Before launching an A/B test, what are the methods to ensure that the population split in control and target group is random for a particular label say, purchase rate.
3 Answers
Just split them 50/50 (or another percentage, depending on what you want). Once you want to test a specific metric, make sure that if you can only generate that for a portion of the A group because of some specific property (ie you need information C for this metric) to compare it only to the people in group B that also have information C to avoid bias.
Example: I have 200,000 customers. I split them 50/50. I'm testing my new recommendation method against a random advertisement. However my recommender only works if they have searched in the last month. After getting back the results, I will have to check that against the control group filtered to have only people that have searched in the past month. People that have searched in the past month are much more likely to have a stronger kind of connection to you, so if you would check against the whole group you would overestimate the performance of your recommender.
Alternatively you could already split up the groups knowing whether they have information C or not, but you might want to test different things so splitting before hand can give you extra info, at the small cost that your groups might be slightly unequal, but for a big sample size this is not an issue at all.
- 9,448
- 37
- 52
In some cases it is useful to do stratified sampling. For example, imagine you have 4 different groups in your population each with differing n (e.g., A = 10k, B = 20k, C = 30k D = 40k). In creating your train/test you may want to ensure that each subset maintains the same proportions of subgroup. This can ensure better equivalence of train/test than pure random assignment (which could result in lopsided train/test).
- 1,216
- 8
- 19
You might want to provide some more information here. This is either very straightforward or incredibly difficult, depending on your needs.

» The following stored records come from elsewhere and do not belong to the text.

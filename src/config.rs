//! Server and logging configuration
//!
//! Values come from the command line (see the `modbus-clock-server` binary) but
//! the types here carry no CLI dependency, so tests and embedders can build
//! them directly.

use std::path::PathBuf;

use crate::error::{ModbusError, ModbusResult};

/// Default bind host: all interfaces
pub const DEFAULT_HOST: &str = "0.0.0.0";

/// Modbus TCP default port
pub const DEFAULT_TCP_PORT: u16 = 502;

/// Default log file path
pub const DEFAULT_LOG_FILE: &str = "modbus_server.log";

/// Default size at which the log file is rotated (5 MiB)
pub const DEFAULT_MAX_LOG_FILE_SIZE: u64 = 5 * 1024 * 1024;

/// Default number of rotated log files kept next to the active one
pub const DEFAULT_MAX_LOG_BACKUPS: usize = 5;

/// Listener configuration
#[derive(Debug, Clone, PartialEq, Eq)]
pub struct ServerConfig {
    /// Host name or IP address to bind
    pub host: String,
    /// TCP port to listen on
    pub port: u16,
}

impl Default for ServerConfig {
    fn default() -> Self {
        Self {
            host: DEFAULT_HOST.to_string(),
            port: DEFAULT_TCP_PORT,
        }
    }
}

impl ServerConfig {
    pub fn new(host: impl Into<String>, port: u16) -> Self {
        Self {
            host: host.into(),
            port,
        }
    }

    /// Check the configuration before binding
    pub fn validate(&self) -> ModbusResult<()> {
        if self.host.trim().is_empty() {
            return Err(ModbusError::configuration("Bind host must not be empty"));
        }
        Ok(())
    }

    /// `host:port` string suitable for address resolution.
    ///
    /// Bare IPv6 literals are wrapped in brackets.
    pub fn socket_addr(&self) -> String {
        let host = self.host.trim();
        if host.contains(':') && !host.starts_with('[') {
            format!("[{}]:{}", host, self.port)
        } else {
            format!("{}:{}", host, self.port)
        }
    }
}

/// Logging configuration
#[derive(Debug, Clone, PartialEq, Eq)]
pub struct LogConfig {
    /// Log file path; `None` disables file logging
    pub file: Option<PathBuf>,
    /// Also log to the console
    pub console: bool,
    /// Filter directive used when `RUST_LOG` is not set
    pub level: String,
    /// Rotate the file once it would grow past this many bytes
    pub max_file_size: u64,
    /// Rotated files kept as `<file>.1` .. `<file>.N`
    pub max_backups: usize,
}

impl Default for LogConfig {
    fn default() -> Self {
        Self {
            file: Some(PathBuf::from(DEFAULT_LOG_FILE)),
            console: true,
            level: "info".to_string(),
            max_file_size: DEFAULT_MAX_LOG_FILE_SIZE,
            max_backups: DEFAULT_MAX_LOG_BACKUPS,
        }
    }
}

impl LogConfig {
    /// Check the configuration before installing the subscriber
    pub fn validate(&self) -> ModbusResult<()> {
        if self.max_file_size == 0 {
            return Err(ModbusError::configuration(
                "Log file size limit must be greater than zero",
            ));
        }
        if let Some(file) = &self.file {
            if file.as_os_str().is_empty() {
                return Err(ModbusError::configuration("Log file path must not be empty"));
            }
        }
        Ok(())
    }
}

#[cfg(test)]
mod tests {
    use super::*;

    #[test]
    fn test_server_defaults() {
        let config = ServerConfig::default();
        assert_eq!(config.host, "0.0.0.0");
        assert_eq!(config.port, 502);
        assert_eq!(config.socket_addr(), "0.0.0.0:502");
        assert!(config.validate().is_ok());
    }

    #[test]
    fn test_socket_addr_ipv6() {
        assert_eq!(ServerConfig::new("::1", 5020).socket_addr(), "[::1]:5020");
        assert_eq!(ServerConfig::new("[::]", 502).socket_addr(), "[::]:502");
        assert_eq!(
            ServerConfig::new("localhost", 5020).socket_addr(),
            "localhost:5020"
        );
    }

    #[test]
    fn test_empty_host_rejected() {
        let err = ServerConfig::new("  ", 502).validate().unwrap_err();
        assert!(matches!(err, ModbusError::Configuration { .. }));
    }

    #[test]
    fn test_log_defaults() {
        let config = LogConfig::default();
        assert_eq!(config.file, Some(PathBuf::from("modbus_server.log")));
        assert_eq!(config.max_file_size, 5 * 1024 * 1024);
        assert_eq!(config.max_backups, 5);
        assert!(config.console);
        assert!(config.validate().is_ok());
    }

    #[test]
    fn test_log_validation() {
        let config = LogConfig {
            max_file_size: 0,
            ..LogConfig::default()
        };
        assert!(config.validate().is_err());

        let config = LogConfig {
            file: Some(PathBuf::new()),
            ..LogConfig::default()
        };
        assert!(config.validate().is_err());

        let config = LogConfig {
            file: None,
            ..LogConfig::default()
        };
        assert!(config.validate().is_ok());
    }
}
//! Per-connection request/response loop
//!
//! A [`Session`] owns one accepted stream. It reads exactly one ADU at a time
//! (7-byte MBAP header, then `length - 1` bytes), answers it, and loops until
//! the peer hangs up or something goes wrong. Requests on one connection are
//! answered strictly in order; there is no pipelining.

use std::fmt;
use std::net::SocketAddr;
use std::sync::Arc;

use tokio::io::{AsyncRead, AsyncReadExt, AsyncWrite, AsyncWriteExt};
use tracing::{debug, error, info, warn};

use crate::clock::TimeSource;
use crate::codec::{format_hex_packet, AduCodec};
use crate::constants::MBAP_HEADER_LEN;
use crate::error::{DecodeError, ModbusError, ModbusResult};
use crate::handler::handle;
use crate::protocol::MbapHeader;

/// Why a session ended
#[derive(Debug)]
pub enum CloseReason {
    /// Peer closed the stream at a frame boundary
    PeerClosed,
    /// Malformed frame; nothing was sent back for it
    Framing(DecodeError),
    /// Socket failure, reset, or a stream that ended mid-frame
    Transport(ModbusError),
}

impl CloseReason {
    /// Whether the session ended without any fault
    pub fn is_clean(&self) -> bool {
        matches!(self, Self::PeerClosed)
    }
}

impl fmt::Display for CloseReason {
    fn fmt(&self, f: &mut fmt::Formatter<'_>) -> fmt::Result {
        match self {
            Self::PeerClosed => write!(f, "closed by peer"),
            Self::Framing(e) => write!(f, "framing error: {}", e),
            Self::Transport(e) => write!(f, "transport error: {}", e),
        }
    }
}

/// Per-session traffic counters
#[derive(Debug, Clone, Copy, Default, PartialEq, Eq)]
pub struct SessionStats {
    /// Requests decoded and answered
    pub requests: u64,
    /// Answers that were exception responses
    pub exceptions: u64,
    pub bytes_received: u64,
    pub bytes_sent: u64,
}

/// Final state of a finished session
#[derive(Debug)]
pub struct SessionSummary {
    pub peer: SocketAddr,
    pub reason: CloseReason,
    pub stats: SessionStats,
}

/// One client connection
pub struct Session<S, C: ?Sized> {
    stream: S,
    peer: SocketAddr,
    clock: Arc<C>,
    stats: SessionStats,
}

impl<S, C> Session<S, C>
where
    S: AsyncRead + AsyncWrite + Unpin,
    C: TimeSource + ?Sized,
{
    pub fn new(stream: S, peer: SocketAddr, clock: Arc<C>) -> Self {
        Self {
            stream,
            peer,
            clock,
            stats: SessionStats::default(),
        }
    }

    /// Serve requests until the connection closes.
    ///
    /// Never returns an error: every way out of the loop is reported as a
    /// [`CloseReason`]. The stream is shut down and dropped on all paths.
    pub async fn run(mut self) -> SessionSummary {
        info!(peer = %self.peer, "Client connected");

        let reason = loop {
            match self.serve_one().await {
                Ok(true) => continue,
                Ok(false) => break CloseReason::PeerClosed,
                Err(ModbusError::Decode(e)) => break CloseReason::Framing(e),
                Err(e) => {
                    warn!(peer = %self.peer, error = %e, "Connection error");
                    break CloseReason::Transport(e);
                }
            }
        };

        if let Err(e) = self.stream.shutdown().await {
            debug!(peer = %self.peer, error = %e, "Shutdown after close failed");
        }

        info!(
            peer = %self.peer,
            reason = %reason,
            requests = self.stats.requests,
            exceptions = self.stats.exceptions,
            bytes_in = self.stats.bytes_received,
            bytes_out = self.stats.bytes_sent,
            "Client disconnected"
        );

        SessionSummary {
            peer: self.peer,
            reason,
            stats: self.stats,
        }
    }

    /// Handle one request/response exchange.
    ///
    /// Returns `Ok(false)` when the peer closed the stream before sending any
    /// byte of a new frame.
    async fn serve_one(&mut self) -> ModbusResult<bool> {
        let frame = match self.read_frame().await? {
            Some(frame) => frame,
            None => return Ok(false),
        };
        self.stats.bytes_received += frame.len() as u64;

        let request = match AduCodec::decode(&frame) {
            Ok(request) => request,
            Err(e) => {
                error!(
                    peer = %self.peer,
                    raw = %format_hex_packet(&frame),
                    error = %e,
                    "Malformed request frame, closing connection"
                );
                return Err(e.into());
            }
        };
        info!(
            peer = %self.peer,
            raw = %format_hex_packet(&frame),
            "Request {}",
            request
        );

        let response = handle(&request, self.clock.as_ref());
        let bytes = AduCodec::encode_response(&response)?;

        self.stream.write_all(&bytes).await?;
        self.stream.flush().await?;

        self.stats.requests += 1;
        self.stats.bytes_sent += bytes.len() as u64;
        if response.is_exception() {
            self.stats.exceptions += 1;
        }

        info!(
            peer = %self.peer,
            raw = %format_hex_packet(&bytes),
            "Response {}",
            response
        );
        Ok(true)
    }

    /// Read one length-delimited ADU.
    async fn read_frame(&mut self) -> ModbusResult<Option<Vec<u8>>> {
        let mut header = [0u8; MBAP_HEADER_LEN];
        let mut filled = 0;
        while filled < MBAP_HEADER_LEN {
            let n = self.stream.read(&mut header[filled..]).await?;
            if n == 0 {
                if filled == 0 {
                    return Ok(None);
                }
                return Err(ModbusError::ConnectionClosed);
            }
            filled += n;
        }

        let mbap = MbapHeader::parse(&header)?;
        if let Err(e) = mbap.check_length() {
            error!(
                peer = %self.peer,
                raw = %format_hex_packet(&header),
                error = %e,
                "Malformed MBAP header, closing connection"
            );
            return Err(e.into());
        }

        let mut frame = vec![0u8; MBAP_HEADER_LEN + mbap.pdu_len()];
        frame[..MBAP_HEADER_LEN].copy_from_slice(&header);
        self.stream
            .read_exact(&mut frame[MBAP_HEADER_LEN..])
            .await
            .map_err(|e| match e.kind() {
                std::io::ErrorKind::UnexpectedEof => ModbusError::ConnectionClosed,
                _ => ModbusError::Io(e),
            })?;

        Ok(Some(frame))
    }
}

@Brandon Loudermilk is dead on for recommending stratification, especially for something like purchase rate, prior product purchased, etc. This will get you a long ways, but there are a few places this is heavily dependent, and a lot of this boils down to experimental design:
- What are you hoping to test
- What defines success? A 10% improvement? A 0.001% improvement?
- How many observations do you expect in each group?
- Are you assigning users to groups on the fly, or are you designing this prior?
If you're doing this on the fly, for instance, if your tool can split over a given variable/quartile of that variable, it should place users into A or B depending on the strata they belong to. That would cause every using coming in to have a 50/50 chance of landing in the right bucket - you should never end up with only high spenders in one bucket.
That being said - if you can design this before the test, you should be able to ensure this split fairly easily by doing this prior to the test. However, you might want to look up blocking/experimental design if you have a complicated experimental setup. As a final note, remember that you cannot test for randomness - only test for signs against randomness.
- 96
- 1